▶ **Task prompt**
From the entries, filter out every line that lacks "FxHashMap" and copy the rest.
==== Data to examine ====
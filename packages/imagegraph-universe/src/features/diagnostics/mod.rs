//! # Deferred Diagnostics
//!
//! Unsupported features and universe violations are collected while work
//! continues and reported in aggregate once the analysis is over.

pub mod report;
pub mod sink;
pub mod unsupported;
pub mod violation;

pub use report::ViolationReport;
pub use sink::ViolationSink;
pub use unsupported::UnsupportedFeatures;
pub use violation::{Violation, ViolationKind};
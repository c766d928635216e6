//! Shared module - Common types used by every feature
//!
//! Identities, reachability flags and the TypeState lattice. Nothing in here
//! knows about the universe arenas or the driver.

pub mod models;

pub use models::*;
pub mod builder;

pub use builder::UniverseBuilder;
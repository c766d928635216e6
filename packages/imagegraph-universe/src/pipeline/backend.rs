//! Code generation backend port
//!
//! The pipeline owns checkpoint dispatch; a backend only turns the hosted
//! universe into code, a heap and an image file. Compiled graphs attached in
//! `compile` are released by the pipeline once `after_compilation` hooks ran.

use crate::features::hosted_universe::HostedUniverse;
use crate::pipeline::error::BackendError;
use std::path::PathBuf;

pub trait ImageBackend {
    fn name(&self) -> &str {
        "backend"
    }

    /// Generate code; may attach graphs with `HostedUniverse::set_compiled_graph`
    fn compile(&mut self, universe: &HostedUniverse) -> Result<(), BackendError>;

    fn layout_heap(&mut self, universe: &HostedUniverse) -> Result<(), BackendError>;

    /// Write the image and return its path
    fn write_image(&mut self, universe: &HostedUniverse, image_name: &str) -> Result<PathBuf, BackendError>;
}
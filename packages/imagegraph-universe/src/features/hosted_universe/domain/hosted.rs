//! Compilation-universe elements
//!
//! Built once from a frozen analysis universe. Layout data (ids, type-check
//! ranges, dispatch tables) is immutable; the only state that changes after
//! the build is the per-method compiled graph, which can be set by the code
//! generator and then cleared.

use super::ids::{HostedFieldId, HostedMethodId, HostedTypeId};
use super::type_check::{ranges_contain, TypeCheckRange};
use crate::features::analysis_universe::TypeKind;
use crate::shared::models::{FieldId, MethodId, TypeId};
use parking_lot::Mutex;
use rustc_hash::FxHashMap;
use serde::Serialize;
use tracing::info;

#[derive(Debug, Clone)]
pub struct HostedType {
    pub(crate) id: HostedTypeId,
    pub(crate) analysis: TypeId,
    pub(crate) name: String,
    pub(crate) kind: TypeKind,
    pub(crate) is_abstract: bool,
    pub(crate) is_instantiated: bool,
    pub(crate) superclass: Option<HostedTypeId>,
    pub(crate) interfaces: Vec<HostedTypeId>,
    pub(crate) type_check_ranges: Vec<TypeCheckRange>,
    pub(crate) vtable: Vec<Option<HostedMethodId>>,
}

impl HostedType {
    pub fn id(&self) -> HostedTypeId {
        self.id
    }

    /// Analysis identity this type was built from
    pub fn analysis_id(&self) -> TypeId {
        self.analysis
    }

    pub fn name(&self) -> &str {
        &self.name
    }

    pub fn kind(&self) -> TypeKind {
        self.kind
    }

    pub fn is_interface(&self) -> bool {
        self.kind == TypeKind::Interface
    }

    pub fn is_abstract(&self) -> bool {
        self.is_abstract || self.is_interface()
    }

    pub fn is_instantiated(&self) -> bool {
        self.is_instantiated
    }

    pub fn superclass(&self) -> Option<HostedTypeId> {
        self.superclass
    }

    pub fn interfaces(&self) -> &[HostedTypeId] {
        &self.interfaces
    }

    /// Ids of every type assignable to this one, as `[start, end)` intervals
    pub fn type_check_ranges(&self) -> &[TypeCheckRange] {
        &self.type_check_ranges
    }

    /// Dispatch table; empty for types that are never instantiated
    pub fn vtable(&self) -> &[Option<HostedMethodId>] {
        &self.vtable
    }
}

/// Code produced for one method by the code generator
#[derive(Debug, Clone, Copy, PartialEq, Eq, Serialize)]
pub struct CompiledGraph {
    pub node_count: usize,
    pub code_size: usize,
}

#[derive(Debug)]
pub struct HostedMethod {
    pub(crate) id: HostedMethodId,
    pub(crate) analysis: MethodId,
    pub(crate) declaring: HostedTypeId,
    pub(crate) name: String,
    pub(crate) qualified_name: String,
    pub(crate) has_body: bool,
    pub(crate) is_entry_point: bool,
    pub(crate) vtable_index: Option<usize>,
    pub(crate) implementations: Vec<HostedMethodId>,
    pub(crate) compiled: Mutex<Option<CompiledGraph>>,
}

impl HostedMethod {
    pub fn id(&self) -> HostedMethodId {
        self.id
    }

    pub fn analysis_id(&self) -> MethodId {
        self.analysis
    }

    pub fn declaring_type(&self) -> HostedTypeId {
        self.declaring
    }

    pub fn name(&self) -> &str {
        &self.name
    }

    pub fn qualified_name(&self) -> &str {
        &self.qualified_name
    }

    pub fn has_body(&self) -> bool {
        self.has_body
    }

    pub fn is_entry_point(&self) -> bool {
        self.is_entry_point
    }

    /// Dispatch-table slot; `None` for direct methods
    pub fn vtable_index(&self) -> Option<usize> {
        self.vtable_index
    }

    pub fn is_direct(&self) -> bool {
        self.vtable_index.is_none()
    }

    /// Sorted concrete targets a call to this method can reach
    pub fn implementations(&self) -> &[HostedMethodId] {
        &self.implementations
    }

    pub fn compiled_graph(&self) -> Option<CompiledGraph> {
        *self.compiled.lock()
    }
}

#[derive(Debug, Clone)]
pub struct HostedField {
    pub(crate) id: HostedFieldId,
    pub(crate) analysis: FieldId,
    pub(crate) declaring: HostedTypeId,
    pub(crate) name: String,
    pub(crate) qualified_name: String,
    pub(crate) declared_type: Option<HostedTypeId>,
    pub(crate) is_static: bool,
}

impl HostedField {
    pub fn id(&self) -> HostedFieldId {
        self.id
    }

    pub fn analysis_id(&self) -> FieldId {
        self.analysis
    }

    pub fn declaring_type(&self) -> HostedTypeId {
        self.declaring
    }

    pub fn name(&self) -> &str {
        &self.name
    }

    pub fn qualified_name(&self) -> &str {
        &self.qualified_name
    }

    /// `None` when the declared type itself never became reachable
    pub fn declared_type(&self) -> Option<HostedTypeId> {
        self.declared_type
    }

    pub fn is_static(&self) -> bool {
        self.is_static
    }
}

/// Dense, layout-ready view of the program handed to code generation
#[derive(Debug, Default)]
pub struct HostedUniverse {
    pub(crate) types: Vec<HostedType>,
    pub(crate) methods: Vec<HostedMethod>,
    pub(crate) fields: Vec<HostedField>,
    pub(crate) type_map: FxHashMap<TypeId, HostedTypeId>,
    pub(crate) method_map: FxHashMap<MethodId, HostedMethodId>,
    pub(crate) field_map: FxHashMap<FieldId, HostedFieldId>,
    pub(crate) entry_points: Vec<HostedMethodId>,
    pub(crate) main_entry_point: Option<HostedMethodId>,
}

impl HostedUniverse {
    pub fn types(&self) -> &[HostedType] {
        &self.types
    }

    pub fn methods(&self) -> &[HostedMethod] {
        &self.methods
    }

    pub fn fields(&self) -> &[HostedField] {
        &self.fields
    }

    /// # Panics
    /// If `id` was not issued by this universe
    pub fn ty(&self, id: HostedTypeId) -> &HostedType {
        &self.types[id.index()]
    }

    /// # Panics
    /// If `id` was not issued by this universe
    pub fn method(&self, id: HostedMethodId) -> &HostedMethod {
        &self.methods[id.index()]
    }

    /// # Panics
    /// If `id` was not issued by this universe
    pub fn field(&self, id: HostedFieldId) -> &HostedField {
        &self.fields[id.index()]
    }

    pub fn lookup_type(&self, analysis: TypeId) -> Option<HostedTypeId> {
        self.type_map.get(&analysis).copied()
    }

    pub fn lookup_method(&self, analysis: MethodId) -> Option<HostedMethodId> {
        self.method_map.get(&analysis).copied()
    }

    pub fn lookup_field(&self, analysis: FieldId) -> Option<HostedFieldId> {
        self.field_map.get(&analysis).copied()
    }

    pub fn find_type(&self, name: &str) -> Option<&HostedType> {
        self.types.iter().find(|t| t.name == name)
    }

    pub fn find_method(&self, qualified_name: &str) -> Option<&HostedMethod> {
        self.methods.iter().find(|m| m.qualified_name == qualified_name)
    }

    /// A value of type `sub` can be stored where `sup` is expected
    pub fn is_assignable_from(&self, sup: HostedTypeId, sub: HostedTypeId) -> bool {
        ranges_contain(&self.ty(sup).type_check_ranges, sub.raw())
    }

    pub fn entry_points(&self) -> &[HostedMethodId] {
        &self.entry_points
    }

    pub fn main_entry_point(&self) -> Option<HostedMethodId> {
        self.main_entry_point
    }

    /// Attach generated code to a method
    pub fn set_compiled_graph(&self, method: HostedMethodId, graph: CompiledGraph) {
        *self.method(method).compiled.lock() = Some(graph);
    }

    /// Release every compiled graph. Returns how many were held.
    pub fn clear_compiled_graphs(&self) -> usize {
        self.methods
            .iter()
            .filter(|m| m.compiled.lock().take().is_some())
            .count()
    }

    pub fn compiled_graph_count(&self) -> usize {
        self.methods.iter().filter(|m| m.compiled.lock().is_some()).count()
    }

    pub fn print_universe(&self) {
        info!(
            types = self.types.len(),
            methods = self.methods.len(),
            fields = self.fields.len(),
            "Hosted universe"
        );
        for ty in &self.types {
            let ranges: Vec<String> = ty.type_check_ranges.iter().map(|r| r.to_string()).collect();
            info!(
                id = ty.id.raw(),
                name = %ty.name,
                ranges = %ranges.join(" "),
                vtable = ty.vtable.len(),
                "type"
            );
        }
    }
}
//! # Universe Consistency Checker
//!
//! Hard invariants checked on the converged analysis universe before the
//! build continues: declared-type soundness of interface-typed slots,
//! entry-point isolation and build-time namespace leakage.
//!
//! ## Usage
//! ```text
//! let checker = UniverseChecker::new(config.checker(), config.parallel());
//! for violation in checker.check(&universe, &engine) {
//!     unsupported.add(violation);
//! }
//! ```

pub mod application;
pub mod infrastructure;

pub use application::UniverseChecker;
pub use infrastructure::NamingConventions;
====
▶ **Answer to this task**
use rustc_hash::FxHashMap;
    pub(crate) type_map: FxHashMap<TypeId, HostedTypeId>,
    pub(crate) method_map: FxHashMap<MethodId, HostedMethodId>,
    pub(crate) field_map: FxHashMap<FieldId, HostedFieldId>,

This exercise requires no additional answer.